The largest Protestant group in the U.S. starts its annual convention today, and it's expected to affirm its ban on women clergy.

MICHEL MARTIN, HOST:

We're talking about the Southern Baptists. They're meeting in Indianapolis this week. Other items on the agenda include a resolution opposing in vitro fertilization and revisiting how the group deals with clergy sex abuse.

SCHMITZ: Joining us to preview the meeting is NPR religion correspondent Jason DeRose. Hey, Jason.

JASON DEROSE, BYLINE: Good morning.

SCHMITZ: So let's start with women clergy. Didn't they already vote to ban female pastors?

DEROSE: They did. They passed that ban last year, but it has to pass two years in a row to become policy. Albert Mohler is the president of The Southern Baptist Theological Seminary. He says this vote is about clarity, since a few congregations still give the title pastor to women.

ALBERT MOHLER: Some churches are quite honestly, straightforwardly telling us that they are basically out of sync with the Southern Baptist Convention on the issue of women preaching and women holding a pastoral office.

DEROSE: Mohler argues the Bible prohibits women clergy. The measure is expected to pass again and therefore go into effect. So then they'll need to figure out how to enforce it.

SCHMITZ: They're also taking up in vitro fertilization. What does that resolution say?

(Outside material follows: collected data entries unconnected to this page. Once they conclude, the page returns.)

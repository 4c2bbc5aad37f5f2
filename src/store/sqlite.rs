//! SQLite-backed snapshot store

use async_trait::async_trait;
use chrono::{DateTime, Utc};
use sqlx::SqlitePool;
use tracing::debug;

use super::{CharacterStore, Snapshot, StoreError};

/// Snapshot storage in the `characters` table
#[derive(Debug, Clone)]
pub struct SqliteStore {
    pool: SqlitePool,
}

impl SqliteStore {
    /// Create a new store with the given connection pool
    pub fn new(pool: SqlitePool) -> Self {
        Self { pool }
    }

    /// All stored character ids
    pub async fn ids(&self) -> Result<Vec<String>, StoreError> {
        let rows: Vec<(String,)> = sqlx::query_as("SELECT id FROM characters ORDER BY id")
            .fetch_all(&self.pool)
            .await?;
        Ok(rows.into_iter().map(|(id,)| id).collect())
    }
}

#[async_trait]
impl CharacterStore for SqliteStore {
    async fn load(&self, character_id: &str) -> Result<Option<Snapshot>, StoreError> {
        let row: Option<SnapshotRow> = sqlx::query_as(
            r#"
            SELECT id, version, snapshot, saved_at
            FROM characters WHERE id = ?
            "#,
        )
        .bind(character_id)
        .fetch_optional(&self.pool)
        .await?;

        row.map(SnapshotRow::into_snapshot).transpose()
    }

    async fn save(&self, snapshot: &Snapshot) -> Result<(), StoreError> {
        let data = serde_json::to_string(&snapshot.data)?;
        let saved_at = snapshot.saved_at.to_rfc3339();
        let updated_at = Utc::now().to_rfc3339();

        sqlx::query(
            r#"
            INSERT INTO characters (id, version, snapshot, saved_at, updated_at)
            VALUES (?, ?, ?, ?, ?)
            ON CONFLICT(id) DO UPDATE SET
                version = excluded.version,
                snapshot = excluded.snapshot,
                saved_at = excluded.saved_at,
                updated_at = excluded.updated_at
            "#,
        )
        .bind(&snapshot.character_id)
        .bind(snapshot.version as i64)
        .bind(&data)
        .bind(&saved_at)
        .bind(&updated_at)
        .execute(&self.pool)
        .await?;

        debug!(
            "Saved snapshot v{} for {}",
            snapshot.version, snapshot.character_id
        );
        Ok(())
    }
}

/// Row type for SQLite queries
#[derive(sqlx::FromRow)]
struct SnapshotRow {
    id: String,
    version: i64,
    snapshot: String,
    saved_at: String,
}

impl SnapshotRow {
    fn into_snapshot(self) -> Result<Snapshot, StoreError> {
        let data: serde_json::Value = serde_json::from_str(&self.snapshot)?;
        let saved_at = DateTime::parse_from_rfc3339(&self.saved_at)
            .map(|t| t.with_timezone(&Utc))
            .map_err(|_| StoreError::Corrupt(self.id.clone()))?;

        Ok(Snapshot {
            character_id: self.id,
            version: self.version.max(0) as u64,
            saved_at,
            data,
        })
    }
}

DEROSE: It calls on church members to advocate for human life, which, quote, "necessarily includes frozen embryonic human beings." Now, you remember earlier this year, the Alabama Supreme Court used similar language. IVF usually involves creating more embryos than needed or wanted. So they're either kept frozen or destroyed or used in medical research. And that's the ethical problem for people who view embryos as life. This resolution also encourages Southern Baptists to, quote, "consider adopting frozen embryos in order to rescue" them.

I spoke with Erin Dufault-Hunter, who teaches Christian ethics at Fuller Seminary, an evangelical school in Pasadena. She worries moves like this actually scuttle moral deliberation over IVF.

ERIN DUFAULT-HUNTER: One of the things that this kind of resolution can do is shut down any kind of creative kind of imagining of what it might mean to invite people into a new way of understanding, say, infertility.

DEROSE: For instance, Dufault-Hunter would like to see more compassionate pastoral care for infertile couples.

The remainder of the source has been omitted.